Hundreds of Afghans who have worked as interpreters or in other roles as local staff for the UK government or British military will be allowed to relocate, the UK government announced.
In a statement, the government said: "Following the decision to begin the withdrawal of military forces from Afghanistan, the prime minister has agreed with the Ministry of Defence, Home Office and Ministry of Housing, Communities and Local Government to rapidly accelerate applications through the policy."
The exact number of Afghans allowed to be relocated to the UK in this latest plan is unclear, but the government says it is expecting more than 3,000 to be resettled. This number includes both eligible local staff and their families.
Defense Secretary Ben Wallace said those that might otherwise "be at risk of reprisals" from the Taliban were being considered.
"With Western powers leaving Afghanistan, the threat is increasing and has increased, including targeted attacks by the Taliban,” Wallace said.
"This is allowing people a route to the United Kingdom for safety, the people who supported the British armed forces and the British government over many, many years in Afghanistan who feel they are in danger and it's absolutely right that we stand by those people,” he said.
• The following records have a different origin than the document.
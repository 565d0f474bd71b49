//! End-to-end designation handling across the airfoil families.

use naca_foil::naca::{self, profile, CamberLine, Designation, Family, FoilError};

#[test]
fn non_naca_strings_are_reported_without_generation() {
    for name in ["CLARK-Y", "naca-x-4-2412", "", "NAC"] {
        let err = Designation::parse(name).unwrap_err();
        assert!(matches!(err, FoilError::NotNaca { .. }), "input: {name:?}");
    }
}

#[test]
fn truncated_designations_fail_cleanly() {
    for name in ["NACA", "NACA-X", "NACA-X-4", "NACA-X-4-24"] {
        let err = naca::generate(name, 20).unwrap_err();
        assert!(
            matches!(err, FoilError::Truncated { .. }),
            "input: {name:?} gave {err}"
        );
    }
}

#[test]
fn malformed_digit_groups_fail_cleanly() {
    let err = naca::generate("NACA-X-4-24xx", 20).unwrap_err();
    assert!(matches!(err, FoilError::MalformedDigit { .. }));

    let err = naca::generate("NACA-X-5-2301!", 20).unwrap_err();
    assert!(matches!(err, FoilError::MalformedDigit { .. }));
}

#[test]
fn four_digit_designation_drives_the_generator() {
    let foil = Designation::parse("NACA-X-4-2412").unwrap();
    assert_eq!(foil.family, Family::FourDigit);

    let section = profile::generate(&foil, 20).unwrap();
    assert_eq!(section.len(), 40);
    // Cambered: the upper surface reaches higher than the lower surface dips.
    let top = section.y.iter().cloned().fold(f64::MIN, f64::max);
    let bottom = section.y.iter().cloned().fold(f64::MAX, f64::min);
    assert!(top > -bottom);
}

#[test]
fn five_digit_designation_uses_the_camber_table() {
    let foil = Designation::parse("NACA-X-5-23012").unwrap();
    let CamberLine::FiveDigit { max_camber, k1, .. } = foil.parameters.camber else {
        panic!("expected a five-digit camber line");
    };
    assert!((max_camber - 0.2025).abs() < 1e-12);
    assert!((k1 - 15.65).abs() < 1e-12);

    let section = profile::generate(&foil, 20).unwrap();
    assert_eq!(section.len(), 40);
}

#[test]
fn five_digit_bad_camber_station_degrades_to_a_flat_plate() {
    let section = naca::generate("NACA-X-5-29012", 20).unwrap();
    assert!(section.y.iter().all(|&y| y == 0.0));
}

#[test]
fn series1_degrades_to_a_symmetric_16_percent_section() {
    let section = naca::generate("NACA-X-1-16009", 20).unwrap();
    let count = section.len();
    let mut max_gap = 0.0_f64;
    for i in 0..section.stations() {
        let j = count - 1 - i;
        // Symmetric about the chord line.
        assert!((section.y[i] + section.y[j]).abs() < 1e-15);
        max_gap = max_gap.max(section.y[i] - section.y[j]);
    }
    assert!((max_gap - 0.16).abs() < 0.01);
}

#[test]
fn six_series_honours_thickness_only() {
    let section = naca::generate("NACA-V-6-631-012", 20).unwrap();
    let count = section.len();
    for i in 0..section.stations() {
        let j = count - 1 - i;
        assert!((section.y[i] + section.y[j]).abs() < 1e-15);
    }

    // Same thickness, different spellings of the separator.
    let spaced = naca::generate("NACA-W-6-64-210.68", 20).unwrap();
    let packed = naca::generate("NACA-W-6-64210.68", 20).unwrap();
    assert_eq!(spaced, packed);
}

#[test]
fn supercritical_matches_the_series1_fallback() {
    let s = naca::generate("NACA-X-S-1234", 20).unwrap();
    let one = naca::generate("NACA-X-1-16009", 20).unwrap();
    assert_eq!(s, one);
}

#[test]
fn unknown_family_degrades_to_a_flat_plate() {
    let foil = Designation::parse("NACA-X-7-2412").unwrap();
    assert_eq!(foil.family, Family::Unknown('7'));

    let section = profile::generate(&foil, 20).unwrap();
    assert!(section.y.iter().all(|&y| y == 0.0));
}

#[test]
fn reflex_flag_does_not_change_the_section() {
    let plain = naca::generate("NACA-X-5-23012", 20).unwrap();
    let reflexed = naca::generate("NACA-X-5-23112", 20).unwrap();
    assert_eq!(plain, reflexed);
}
Wallace told the BBC that "with Western powers leaving, the threat is increasing, including targeted attacks by the Taliban".
Most of those affected worked as interpreters for British troops and the acceleration of plans allowing them to settle in the UK comes amid fears for these workers' safety with the ongoing pullout of foreign troops, which is scheduled to end on September 11, 2021.
The report said that hundreds of interpreters have already settled in the UK in an earlier version of the plan.